Dataset entries:
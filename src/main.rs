mod animation;
mod camera;
mod content;
mod core;
#[cfg(feature = "dev-tools")]
mod debug;
mod movement;

use avian3d::prelude::*;
use bevy::prelude::*;

fn main() {
    let mut app = App::new();
    app.add_plugins(DefaultPlugins.set(WindowPlugin {
        primary_window: Some(Window {
            title: "Orbit Runner".to_string(),
            resizable: true,
            ..default()
        }),
        ..default()
    }))
    .add_plugins(PhysicsPlugins::default())
    .add_plugins((
        core::CorePlugin,
        content::ContentPlugin,
        movement::MovementPlugin,
        animation::CharacterAnimationPlugin,
        camera::CameraFollowPlugin,
    ));

    #[cfg(feature = "dev-tools")]
    app.add_plugins(debug::DebugPlugin);

    app.run();
}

BRIEF: From the records given above, copy all lines containing "debug".

SOLUTION TO THE PROBLEM:
mod debug;
    app.add_plugins(debug::DebugPlugin);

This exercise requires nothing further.